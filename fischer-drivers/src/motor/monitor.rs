//! Background monitor thread
//!
//! Runs a check at a fixed period until cancelled. A failing or panicking
//! cycle is logged and the loop carries on: the monitor is the only
//! automatic stop for a running motor.

use std::io;
use std::panic::{self, AssertUnwindSafe};
use std::sync::atomic::{AtomicBool, Ordering};
use std::sync::Arc;
use std::thread::{self, JoinHandle};
use std::time::Duration;

use tracing::{debug, error};

/// Cooperative stop flag for a monitor loop
#[derive(Debug, Clone, Default)]
pub struct CancelToken {
    cancelled: Arc<AtomicBool>,
}

impl CancelToken {
    /// Create a token that is not cancelled
    pub fn new() -> Self {
        Self::default()
    }

    /// Ask the loop to exit after its current cycle
    pub fn cancel(&self) {
        self.cancelled.store(true, Ordering::SeqCst);
    }

    /// Check if cancellation was requested
    pub fn is_cancelled(&self) -> bool {
        self.cancelled.load(Ordering::SeqCst)
    }
}

/// Handle to a running monitor thread
pub struct MonitorHandle {
    token: CancelToken,
    thread: JoinHandle<()>,
}

impl MonitorHandle {
    /// Spawn a thread running `cycle` every `interval`
    pub fn spawn<F>(name: &str, interval: Duration, cycle: F) -> io::Result<Self>
    where
        F: FnMut() + Send + 'static,
    {
        let token = CancelToken::new();
        let loop_token = token.clone();
        let loop_name = name.to_owned();
        let thread = thread::Builder::new()
            .name(format!("monitor-{}", name))
            .spawn(move || run(&loop_name, interval, &loop_token, cycle))?;

        Ok(Self { token, thread })
    }

    /// Token that stops this monitor
    pub fn token(&self) -> CancelToken {
        self.token.clone()
    }

    /// Check if the thread has exited
    pub fn is_finished(&self) -> bool {
        self.thread.is_finished()
    }

    /// Cancel the loop and wait for the thread to exit
    pub fn shutdown(self) {
        self.token.cancel();
        self.thread.thread().unpark();
        if self.thread.join().is_err() {
            error!("Monitor thread exited with a panic");
        }
    }
}

fn run<F: FnMut()>(name: &str, interval: Duration, token: &CancelToken, mut cycle: F) {
    debug!("Monitor {} started ({:?} period)", name, interval);

    while !token.is_cancelled() {
        if panic::catch_unwind(AssertUnwindSafe(&mut cycle)).is_err() {
            error!("Monitor {} cycle panicked; continuing", name);
        }
        // Woken early by shutdown(); a spurious wake just polls sooner
        thread::park_timeout(interval);
    }

    debug!("Monitor {} stopped", name);
}
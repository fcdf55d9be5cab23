//! Hardware configuration types
//!
//! These types define the pin assignment and soft limits for each axis of
//! the arm.

use std::collections::BTreeSet;

use heapless::{String, Vec};
use thiserror::Error;

#[cfg(feature = "serde")]
use serde::{Deserialize, Serialize};

use crate::safety::DEFAULT_POLL_INTERVAL_MS;

/// Number of axes on the arm
pub const MAX_AXES: usize = 4;

/// Maximum axis name length
pub const MAX_LABEL_LEN: usize = 16;

/// Current configuration format version
pub const CONFIG_VERSION: u8 = 1;

/// Default status refresh period for the control console (5 Hz)
pub const DEFAULT_STATUS_INTERVAL_MS: u64 = 200;

#[cfg(feature = "serde")]
fn default_pull_up() -> bool {
    true
}

#[cfg(feature = "serde")]
fn default_poll_interval_ms() -> u64 {
    DEFAULT_POLL_INTERVAL_MS
}

#[cfg(feature = "serde")]
fn default_status_interval_ms() -> u64 {
    DEFAULT_STATUS_INTERVAL_MS
}

/// Input pin configuration
#[derive(Debug, Clone, Copy, PartialEq, Eq)]
#[cfg_attr(feature = "serde", derive(Serialize, Deserialize))]
pub struct PinConfig {
    /// BCM GPIO number
    pub pin: u8,
    /// Enable internal pull-up
    #[cfg_attr(feature = "serde", serde(default = "default_pull_up"))]
    pub pull_up: bool,
}

impl PinConfig {
    /// Create a floating input
    pub const fn new(pin: u8) -> Self {
        Self {
            pin,
            pull_up: false,
        }
    }

    /// Create an input with pull-up enabled
    pub const fn with_pullup(pin: u8) -> Self {
        Self { pin, pull_up: true }
    }
}

/// One motor axis: H-bridge inputs, limit switch, rotation sensor
#[derive(Debug, Clone, PartialEq, Eq)]
#[cfg_attr(feature = "serde", derive(Serialize, Deserialize))]
pub struct AxisConfig {
    /// Axis name (e.g. "axis1", "gripper")
    pub name: String<MAX_LABEL_LEN>,
    /// Output driven high for clockwise travel
    pub positive_pin: u8,
    /// Output driven high for counterclockwise travel
    pub negative_pin: u8,
    /// Limit switch at the clockwise hard stop
    pub limit_switch: PinConfig,
    /// Pulse sensor on the motor shaft
    pub rotation_sensor: PinConfig,
    /// Maximum counterclockwise travel in pulses
    pub range: i32,
}

impl AxisConfig {
    /// Every pin number this axis claims
    pub fn pins(&self) -> [u8; 4] {
        [
            self.positive_pin,
            self.negative_pin,
            self.limit_switch.pin,
            self.rotation_sensor.pin,
        ]
    }
}

/// Configuration validation errors
#[derive(Debug, Clone, PartialEq, Eq, Error)]
pub enum ConfigError {
    /// Unsupported format version
    #[error("config version mismatch: found {found}, expected {}", CONFIG_VERSION)]
    VersionMismatch {
        /// Version in the loaded file
        found: u8,
    },
    /// Wrong number of axes
    #[error("expected {} axes, found {0}", MAX_AXES)]
    AxisCount(usize),
    /// Same GPIO used twice
    #[error("GPIO {0} is assigned more than once")]
    DuplicatePin(u8),
    /// Same axis name used twice
    #[error("axis name {0:?} is used more than once")]
    DuplicateName(std::string::String),
    /// Range must be positive
    #[error("axis {0:?} has a non-positive range")]
    InvalidRange(std::string::String),
    /// Monitor poll period must be non-zero
    #[error("poll interval must be greater than zero")]
    InvalidPollInterval,
    /// Status refresh period must be non-zero
    #[error("status interval must be greater than zero")]
    InvalidStatusInterval,
}

/// Complete arm configuration
#[derive(Debug, Clone, PartialEq, Eq)]
#[cfg_attr(feature = "serde", derive(Serialize, Deserialize))]
pub struct ArmConfig {
    /// Configuration version for compatibility checks
    pub version: u8,
    /// Boundary monitor poll period per motor
    #[cfg_attr(feature = "serde", serde(default = "default_poll_interval_ms"))]
    pub poll_interval_ms: u64,
    /// Console status refresh period
    #[cfg_attr(feature = "serde", serde(default = "default_status_interval_ms"))]
    pub status_interval_ms: u64,
    /// Axis table, in console order
    #[cfg_attr(feature = "serde", serde(rename = "axis"))]
    pub axes: Vec<AxisConfig, MAX_AXES>,
}

/// Build a label, truncating at `MAX_LABEL_LEN`
pub fn label(name: &str) -> String<MAX_LABEL_LEN> {
    let mut out = String::new();
    for c in name.chars() {
        if out.push(c).is_err() {
            break;
        }
    }
    out
}

fn axis(name: &str, positive: u8, negative: u8, limit: u8, rotation: u8, range: i32) -> AxisConfig {
    AxisConfig {
        name: label(name),
        positive_pin: positive,
        negative_pin: negative,
        limit_switch: PinConfig::with_pullup(limit),
        rotation_sensor: PinConfig::with_pullup(rotation),
        range,
    }
}

impl Default for ArmConfig {
    /// Stock wiring of the arm on a Raspberry Pi (BCM numbering)
    fn default() -> Self {
        let mut axes = Vec::new();
        for a in [
            axis("axis1", 23, 27, 11, 13, 1700),
            axis("axis2", 15, 22, 1, 19, 1500),
            axis("axis3", 18, 10, 0, 5, 200),
            axis("axis4", 17, 9, 12, 6, 28),
        ] {
            // Capacity is MAX_AXES, exactly four pushes
            let _ = axes.push(a);
        }

        Self {
            version: CONFIG_VERSION,
            poll_interval_ms: DEFAULT_POLL_INTERVAL_MS,
            status_interval_ms: DEFAULT_STATUS_INTERVAL_MS,
            axes,
        }
    }
}

impl ArmConfig {
    /// Find an axis by name
    pub fn find_axis(&self, name: &str) -> Option<&AxisConfig> {
        self.axes.iter().find(|a| a.name.as_str() == name)
    }

    /// Check the table for wiring and limit mistakes
    pub fn validate(&self) -> Result<(), ConfigError> {
        if self.version != CONFIG_VERSION {
            return Err(ConfigError::VersionMismatch {
                found: self.version,
            });
        }

        if self.axes.len() != MAX_AXES {
            return Err(ConfigError::AxisCount(self.axes.len()));
        }

        if self.poll_interval_ms == 0 {
            return Err(ConfigError::InvalidPollInterval);
        }

        if self.status_interval_ms == 0 {
            return Err(ConfigError::InvalidStatusInterval);
        }

        let mut pins = BTreeSet::new();
        let mut names = BTreeSet::new();
        for axis in &self.axes {
            if !names.insert(axis.name.as_str()) {
                return Err(ConfigError::DuplicateName(axis.name.as_str().into()));
            }
            if axis.range <= 0 {
                return Err(ConfigError::InvalidRange(axis.name.as_str().into()));
            }
            for pin in axis.pins() {
                if !pins.insert(pin) {
                    return Err(ConfigError::DuplicatePin(pin));
                }
            }
        }

        Ok(())
    }
}

#[cfg(test)]
mod tests {
    use super::*;

    #[test]
    fn test_pin_config() {
        let pin = PinConfig::new(10);
        assert_eq!(pin.pin, 10);
        assert!(!pin.pull_up);

        let pullup = PinConfig::with_pullup(4);
        assert!(pullup.pull_up);
    }

    #[test]
    fn test_default_table() {
        let config = ArmConfig::default();
        assert_eq!(config.validate(), Ok(()));
        assert_eq!(config.poll_interval_ms, 100);

        let axis3 = config.find_axis("axis3").unwrap();
        assert_eq!(axis3.range, 200);
        assert_eq!(axis3.pins(), [18, 10, 0, 5]);
        assert!(axis3.limit_switch.pull_up);

        assert_eq!(config.axes[3].range, 28);
        assert!(config.find_axis("axis9").is_none());
    }

    #[test]
    fn test_duplicate_pin_rejected() {
        let mut config = ArmConfig::default();
        config.axes[1].negative_pin = 23;
        assert_eq!(config.validate(), Err(ConfigError::DuplicatePin(23)));
    }

    #[test]
    fn test_duplicate_name_rejected() {
        let mut config = ArmConfig::default();
        config.axes[2].name = label("axis1");
        assert_eq!(
            config.validate(),
            Err(ConfigError::DuplicateName("axis1".into()))
        );
    }

    #[test]
    fn test_axis_count() {
        let mut config = ArmConfig::default();
        config.axes.pop();
        assert_eq!(config.validate(), Err(ConfigError::AxisCount(3)));
    }

    #[test]
    fn test_range_and_interval() {
        let mut config = ArmConfig::default();
        config.axes[0].range = 0;
        assert_eq!(
            config.validate(),
            Err(ConfigError::InvalidRange("axis1".into()))
        );

        let mut config = ArmConfig::default();
        config.poll_interval_ms = 0;
        assert_eq!(config.validate(), Err(ConfigError::InvalidPollInterval));

        let mut config = ArmConfig::default();
        config.status_interval_ms = 0;
        assert_eq!(config.validate(), Err(ConfigError::InvalidStatusInterval));
    }

    #[test]
    fn test_version_mismatch() {
        let config = ArmConfig {
            version: 2,
            ..ArmConfig::default()
        };
        assert_eq!(
            config.validate(),
            Err(ConfigError::VersionMismatch { found: 2 })
        );
    }

    #[test]
    fn test_label_truncates() {
        let long = label("a-very-long-axis-name");
        assert_eq!(long.len(), MAX_LABEL_LEN);
        assert_eq!(long.as_str(), "a-very-long-axis");
    }
}
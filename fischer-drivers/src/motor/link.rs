//! Sensor-to-motor back-reference

use std::sync::atomic::{AtomicU8, Ordering};
use std::sync::Arc;

use fischer_core::state::Direction;

/// Read-only view of a motor's commanded direction
///
/// Handed to the motor's rotation sensor so its edge callback can sign each
/// pulse without touching the motor's lock. Does not keep the motor alive.
#[derive(Debug, Clone, Default)]
pub struct MotorLink {
    direction: Arc<AtomicU8>,
}

impl MotorLink {
    /// Create a link reporting `Idle`
    pub fn new() -> Self {
        Self::default()
    }

    /// Commanded direction at this instant
    pub fn direction(&self) -> Direction {
        Direction::from_u8(self.direction.load(Ordering::SeqCst))
    }

    /// Publish a new direction; only the owning motor calls this
    pub(crate) fn publish(&self, direction: Direction) {
        self.direction.store(direction.as_u8(), Ordering::SeqCst);
    }
}
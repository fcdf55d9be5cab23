//! Fischer Hardware Abstraction Layer
//!
//! This crate defines the digital I/O capability consumed by the arm
//! drivers. Board backends implement the traits; the drivers never touch
//! a GPIO register or character device directly.
//!
//! # Architecture
//!
//! ```text
//! ┌─────────────────────────────────────────┐
//! │  Drivers (fischer-drivers)              │
//! └─────────────────────────────────────────┘
//!                     │
//!                     ▼
//! ┌─────────────────────────────────────────┐
//! │  fischer-hal (this crate - traits)      │
//! └─────────────────────────────────────────┘
//!                     │
//!         ┌───────────┴───────────┐
//!         ▼                       ▼
//! ┌───────────────┐       ┌───────────────┐
//! │ fischer-hal-  │       │  sim (tests)  │
//! │     rpi       │       │               │
//! └───────────────┘       └───────────────┘
//! ```
//!
//! # Traits
//!
//! - [`gpio::OutputPin`], [`gpio::InputPin`] - Digital I/O
//! - [`gpio::EdgeInput`] - Rising-edge callback registration
//! - [`gpio::Gpio`] - Pin provider (configures pins as input or output)

#![deny(unsafe_code)]

pub mod embedded;
pub mod gpio;
#[cfg(feature = "sim")]
pub mod sim;

// Re-export key traits at crate root for convenience
pub use gpio::{EdgeCallback, EdgeInput, Gpio, GpioError, InputPin, Level, OutputPin, Pull};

• • • • •

Please go through the data above and copy each line that has the word "InvalidStatusInterval".

    InvalidStatusInterval,
            return Err(ConfigError::InvalidStatusInterval);
        assert_eq!(config.validate(), Err(ConfigError::InvalidStatusInterval));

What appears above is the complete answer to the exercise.